Variational Inference

4 minute read

Published: June 05, 2022

1.Latent variable models and EM algorithm

We want to model a high dimension random vector $\boldsymbol{x}$, which can often be described by only a few latent factors $\boldsymbol{z}$. LVM take a two-step generation scheme:

Generate the latent variable $\boldsymbol{z} \sim p_{\boldsymbol{\theta}}(\boldsymbol{z})$
Generate the observed data $\boldsymbol{x} \sim p_{\theta}(\boldsymbol{x} \mid \boldsymbol{z})$

The scheme defines the joint distribution

\[L(\theta,\boldsymbol{x},\boldsymbol{z}):=p_{\boldsymbol{\theta}}(\boldsymbol{x}, \boldsymbol{z})=p_{\boldsymbol{\theta}}(\boldsymbol{z}) p_{\boldsymbol{\theta}}(\boldsymbol{x} \mid \boldsymbol{z})\]
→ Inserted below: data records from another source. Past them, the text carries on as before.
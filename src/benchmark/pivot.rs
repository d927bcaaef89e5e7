use std::collections::{BTreeMap, BTreeSet};

use tracing::warn;

use crate::model::{PlotSeries, TableData};
use crate::table::{Table, Value};

const SCORE_COLUMN: &str = "score";

fn empty_table_data(view_name: &str) -> TableData {
    TableData {
        name: view_name.to_string(),
        system_names: Vec::new(),
        column_names: Vec::new(),
        scores: vec![Vec::new()],
        plot_x_values: Vec::new(),
        plot_y_values: Vec::new(),
    }
}

fn column_label(element_names: &[(usize, &str)], row: &[Value]) -> String {
    let mut label = SCORE_COLUMN.to_string();
    for (index, name) in element_names {
        if let Some(text) = row[*index].as_str().filter(|text| !text.is_empty()) {
            label.push('\n');
            label.push_str(name);
            label.push('=');
            label.push_str(text);
        }
    }
    label
}

pub fn to_table_data(
    view_name: &str,
    table: &Table,
    plots: &PlotSeries,
    row_column: &str,
) -> TableData {
    let Some(row_index) = table.column_index(row_column) else {
        warn!(view = %view_name, column = %row_column, "row column missing from view table");
        return empty_table_data(view_name);
    };
    let score_index = table.column_index(SCORE_COLUMN);

    let element_names = table
        .columns()
        .iter()
        .enumerate()
        .filter(|(index, column)| *index != row_index && column.name != SCORE_COLUMN)
        .map(|(index, column)| (index, column.name.as_str()))
        .collect::<Vec<_>>();

    let row_labels = table
        .rows()
        .iter()
        .map(|row| row[row_index].label())
        .collect::<Vec<_>>();
    let column_labels = table
        .rows()
        .iter()
        .map(|row| column_label(&element_names, row))
        .collect::<Vec<_>>();

    let system_names = row_labels.iter().cloned().collect::<BTreeSet<_>>();
    let column_names = column_labels.iter().cloned().collect::<BTreeSet<_>>();
    if system_names.is_empty() || column_names.is_empty() {
        return empty_table_data(view_name);
    }

    let row_positions = system_names
        .iter()
        .enumerate()
        .map(|(position, name)| (name.as_str(), position))
        .collect::<BTreeMap<_, _>>();
    let column_positions = column_names
        .iter()
        .enumerate()
        .map(|(position, name)| (name.as_str(), position))
        .collect::<BTreeMap<_, _>>();

    let mut scores = vec![vec![0.0; column_names.len()]; system_names.len()];
    let mut non_finite = 0usize;
    for ((row, row_label), column_label) in table.rows().iter().zip(&row_labels).zip(&column_labels) {
        let mut score = score_index
            .and_then(|index| row[index].as_f64())
            .unwrap_or(0.0);
        if !score.is_finite() {
            non_finite += 1;
            score = 0.0;
        }
        scores[row_positions[row_label.as_str()]][column_positions[column_label.as_str()]] = score;
    }
    if non_finite > 0 {
        warn!(view = %view_name, count = non_finite, "non-finite scores rendered as 0");
    }

    let mut ordered = system_names.into_iter().zip(scores).collect::<Vec<_>>();
    ordered.sort_by(|(_, left), (_, right)| right[0].total_cmp(&left[0]));
    let (system_names, scores): (Vec<_>, Vec<_>) = ordered.into_iter().unzip();

    let points = plots.get(view_name).map(Vec::as_slice).unwrap_or_default();
    TableData {
        name: view_name.to_string(),
        system_names,
        column_names: column_names.into_iter().collect(),
        scores,
        plot_x_values: points.iter().map(|(date, _)| date.clone()).collect(),
        plot_y_values: points.iter().map(|(_, value)| *value).collect(),
    }
}

#[cfg(test)]
mod tests {
    use super::to_table_data;
    use crate::model::PlotSeries;
    use crate::table::{Column, Table, Value};

    fn metric_table(rows: &[(&str, &str, f64)]) -> Table {
        let mut table = Table::new(vec![
            Column::text("system"),
            Column::text("metric"),
            Column::numeric("score"),
        ]);
        for (system, metric, score) in rows {
            table.push_row(vec![Value::from(*system), Value::from(*metric), Value::Number(*score)]);
        }
        table
    }

    #[test]
    fn pivots_and_sorts_rows_by_first_column_descending() {
        let table = metric_table(&[("A", "bleu", 1.0), ("B", "bleu", 2.0)]);
        let mut plots = PlotSeries::new();
        plots.insert("v".to_string(), vec![("2022-01-01".to_string(), 2.0)]);

        let data = to_table_data("v", &table, &plots, "system");
        assert_eq!(data.system_names, vec!["B", "A"]);
        assert_eq!(data.column_names, vec!["score\nmetric=bleu"]);
        assert_eq!(data.scores, vec![vec![2.0], vec![1.0]]);
        assert_eq!(data.plot_x_values, vec!["2022-01-01"]);
        assert_eq!(data.plot_y_values, vec![2.0]);
    }

    #[test]
    fn missing_cells_default_to_zero_and_empty_labels_are_skipped() {
        let table = metric_table(&[("A", "bleu", 0.3), ("A", "chrf", 0.6), ("B", "", 0.9)]);
        let data = to_table_data("v", &table, &PlotSeries::new(), "system");

        assert_eq!(data.column_names, vec!["score", "score\nmetric=bleu", "score\nmetric=chrf"]);
        assert_eq!(data.system_names, vec!["B", "A"]);
        assert_eq!(data.scores, vec![vec![0.9, 0.0, 0.0], vec![0.0, 0.3, 0.6]]);
        assert!(data.plot_x_values.is_empty());
    }

    #[test]
    fn empty_input_yields_single_empty_score_row() {
        let data = to_table_data("v", &metric_table(&[]), &PlotSeries::new(), "system");
        assert!(data.system_names.is_empty());
        assert_eq!(data.scores, vec![Vec::<f64>::new()]);

        let data = to_table_data("v", &metric_table(&[("A", "bleu", 1.0)]), &PlotSeries::new(), "creator");
        assert!(data.column_names.is_empty());
    }

    #[test]
    fn non_finite_scores_render_as_zero() {
        let table = metric_table(&[("A", "bleu", f64::INFINITY), ("B", "bleu", 0.5)]);
        let data = to_table_data("v", &table, &PlotSeries::new(), "system");
        assert_eq!(data.system_names, vec!["B", "A"]);
        assert_eq!(data.scores, vec![vec![0.5], vec![0.0]]);
    }
}
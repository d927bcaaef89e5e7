use anyhow::{Context, Result};
use tracing::{info, warn};

use super::{db_path, load_registry, open_store, plot_cache};
use crate::cli::StatusArgs;
use crate::store::SqliteStore;

const TABLES: [&str; 3] = ["benchmarks", "systems", "datasets"];

pub fn run(args: StatusArgs) -> Result<()> {
    let path = db_path(&args.cache_root, args.db_path.as_deref());
    info!(cache_root = %args.cache_root.display(), "status requested");

    if path.exists() {
        let store = open_store(&args.cache_root, Some(path.as_path()))?;
        let counts = table_counts(&store)?;
        info!(
            path = %path.display(),
            benchmarks = counts[0],
            systems = counts[1],
            datasets = counts[2],
            "database status"
        );
    } else {
        warn!(path = %path.display(), "database file missing");
    }

    let cache = plot_cache(&args.cache_root);
    info!(entries = cache.entry_count()?, "plot cache status");

    let registry = load_registry(args.registry_path.as_deref())?;
    info!(
        weight_maps = registry.weight_map_count(),
        default_sets = registry.default_set_count(),
        "registry status"
    );

    Ok(())
}

fn table_counts(store: &SqliteStore) -> Result<[i64; TABLES.len()]> {
    let mut counts = [0_i64; TABLES.len()];
    for (count, table) in counts.iter_mut().zip(TABLES) {
        *count = store
            .count_rows(table)
            .with_context(|| format!("failed to count rows in {table}"))?;
    }
    Ok(counts)
}
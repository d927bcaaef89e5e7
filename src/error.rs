use thiserror::Error;

#[derive(Debug, Error, Clone, PartialEq)]
pub enum ConfigError {
    #[error("benchmark id: {0} not found")]
    BenchmarkNotFound(String),

    #[error("benchmark {0} has a cyclic parent chain")]
    ParentCycle(String),

    #[error("system_query or datasets must be set by benchmark {0}")]
    MissingSystemSource(String),

    #[error(
        "metrics must be specified either on a global or local level, but {dataset_name} -- {sub_dataset} -- {split} specified neither"
    )]
    MissingMetrics {
        dataset_name: String,
        sub_dataset: String,
        split: String,
    },

    #[error("unsupported operation `{0}` in view spec")]
    UnknownOperation(String),

    #[error("operation `{op}` requires parameter `{param}`")]
    MissingParameter { op: &'static str, param: &'static str },

    #[error("unknown weight map `{0}`")]
    UnknownWeightMap(String),

    #[error("unknown default set `{0}`")]
    UnknownDefaultSet(String),

    #[error("view name `{0}` is reserved")]
    ReservedViewName(String),

    #[error("operation `{op}` references missing column `{column}`")]
    MissingColumn { op: &'static str, column: String },
}
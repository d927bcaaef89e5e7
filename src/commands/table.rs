use std::io::{self, Write};
use std::time::Duration;

use anyhow::{Result, bail};
use tracing::info;

use super::{load_registry, open_store, plot_cache};
use crate::benchmark::{
    GroupKey, build_long_table, generate_view_tables, load_systems, plots, resolve_config,
    to_table_data, validate_config,
};
use crate::cli::TableArgs;
use crate::model::TableData;
use crate::util::write_json_stdout;

pub fn run(args: TableArgs) -> Result<()> {
    let store = open_store(&args.cache_root, args.db_path.as_deref())?;
    let registry = load_registry(args.registry_path.as_deref())?;
    let cache = plot_cache(&args.cache_root);

    let config = resolve_config(&store, &args.benchmark)?;
    if config.is_abstract() {
        bail!("benchmark {} is abstract and has no leaderboard", config.id);
    }
    validate_config(&config, &registry)?;

    let systems = load_systems(&config, &store)?;
    let long_table = build_long_table(&config, &systems, &store, &registry)?;
    let views = generate_view_tables(&config, &long_table, args.by_creator, &registry)?;
    let plot_series = plots(
        &store,
        &cache,
        &registry,
        &args.benchmark,
        Duration::from_millis(args.plot_ttl_ms),
    )?;

    let row_column = GroupKey::identity_column(args.by_creator);
    let tables = views
        .iter()
        .map(|(view_name, table)| to_table_data(view_name, table, &plot_series, row_column))
        .collect::<Vec<_>>();

    info!(
        benchmark = %config.id,
        systems = systems.len(),
        rows = long_table.len(),
        views = tables.len(),
        by_creator = args.by_creator,
        "rendered benchmark tables"
    );

    if args.json {
        return write_json_stdout(&tables);
    }
    write_text_tables(&tables)
}

fn flatten_label(label: &str) -> String {
    label.replace('\n', " | ")
}

fn write_text_tables(tables: &[TableData]) -> Result<()> {
    let mut output = io::BufWriter::new(io::stdout().lock());

    for table in tables {
        writeln!(output, "== {} ==", table.name)?;
        if table.system_names.is_empty() {
            writeln!(output, "(no results)")?;
            writeln!(output)?;
            continue;
        }

        let header = table
            .column_names
            .iter()
            .map(|name| flatten_label(name))
            .collect::<Vec<_>>()
            .join("\t");
        writeln!(output, "system\t{header}")?;
        for (system_name, scores) in table.system_names.iter().zip(&table.scores) {
            let cells = scores
                .iter()
                .map(|score| format!("{score:.4}"))
                .collect::<Vec<_>>()
                .join("\t");
            writeln!(output, "{system_name}\t{cells}")?;
        }
        if !table.plot_x_values.is_empty() {
            writeln!(
                output,
                "trend: {} points, latest {} = {:.4}",
                table.plot_x_values.len(),
                table.plot_x_values.last().map(String::as_str).unwrap_or_default(),
                table.plot_y_values.last().copied().unwrap_or_default()
            )?;
        }
        writeln!(output)?;
    }

    output.flush()?;
    Ok(())
}

#[cfg(test)]
mod tests {
    use super::flatten_label;

    #[test]
    fn multi_line_labels_flatten_for_text_output() {
        assert_eq!(
            flatten_label("score\nmetric=bleu\ntarget_language=fra"),
            "score | metric=bleu | target_language=fra"
        );
    }
}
and the marginal likelihood $L(\theta,\boldsymbol{x}):=p_{\boldsymbol{\theta}}(\boldsymbol{x})=\mathbb{E}_{\boldsymbol{z}\sim p_\theta(\boldsymbol{z})}[p_\theta(\boldsymbol{x}\mid\boldsymbol{z})]$

To find the MLE of the marginal likelihood, a classic method is the EM algorithm, which iteratively update the expectation of marginal likelihood $Q(\theta\mid\theta^{(t)})=\mathbb{E}_{\boldsymbol{z}\mid \boldsymbol{x},\theta^{(t)}}\log L(\theta,\boldsymbol{x},\boldsymbol{z})$ and the MLE $\theta^{(t+1)}=\operatorname{arg}\max\limits_{\theta}Q(\theta\mid\theta^{(t)})$.

Proof of convergence:

Define

\[H(\theta\mid\theta^{(t)}):=-\int p_{\theta^{(t)}}(\boldsymbol{z}\mid\boldsymbol{x})\log p_\theta(\boldsymbol{z}\mid\boldsymbol{x}) d\boldsymbol{z}\] \[\begin{aligned} \log p_\theta(\boldsymbol{x})&=\mathbb{E}_{\boldsymbol{z}\mid \boldsymbol{x},\theta^{(t)}}[\log p_\theta(\boldsymbol{x})]\\ &=\mathbb{E}_{\boldsymbol{z}\mid \boldsymbol{x},\theta^{(t)}}[\log p_\theta(\boldsymbol{x},\boldsymbol{z})-\log p_\theta(\boldsymbol{z}\mid \boldsymbol{x})]\\ &=Q(\theta\mid\theta^{(t)}) + H(\theta\mid\theta^{(t)}) \end{aligned}\]

Since

\[H(\theta\mid\theta^{(t)}) - H(\theta^{(t)}\mid\theta^{(t)})=\int \log \frac{p_{\theta^{(t)}}(\boldsymbol{z}\mid \boldsymbol{x})}{p_{\theta}({\boldsymbol{z}}\mid \boldsymbol{x})}p_{\theta^{(t)}}({\boldsymbol{z}}\mid \boldsymbol{x})dz=D_{KL}(p_{\theta^{(t)}}\vert\vert p_\theta)\geq 0,\]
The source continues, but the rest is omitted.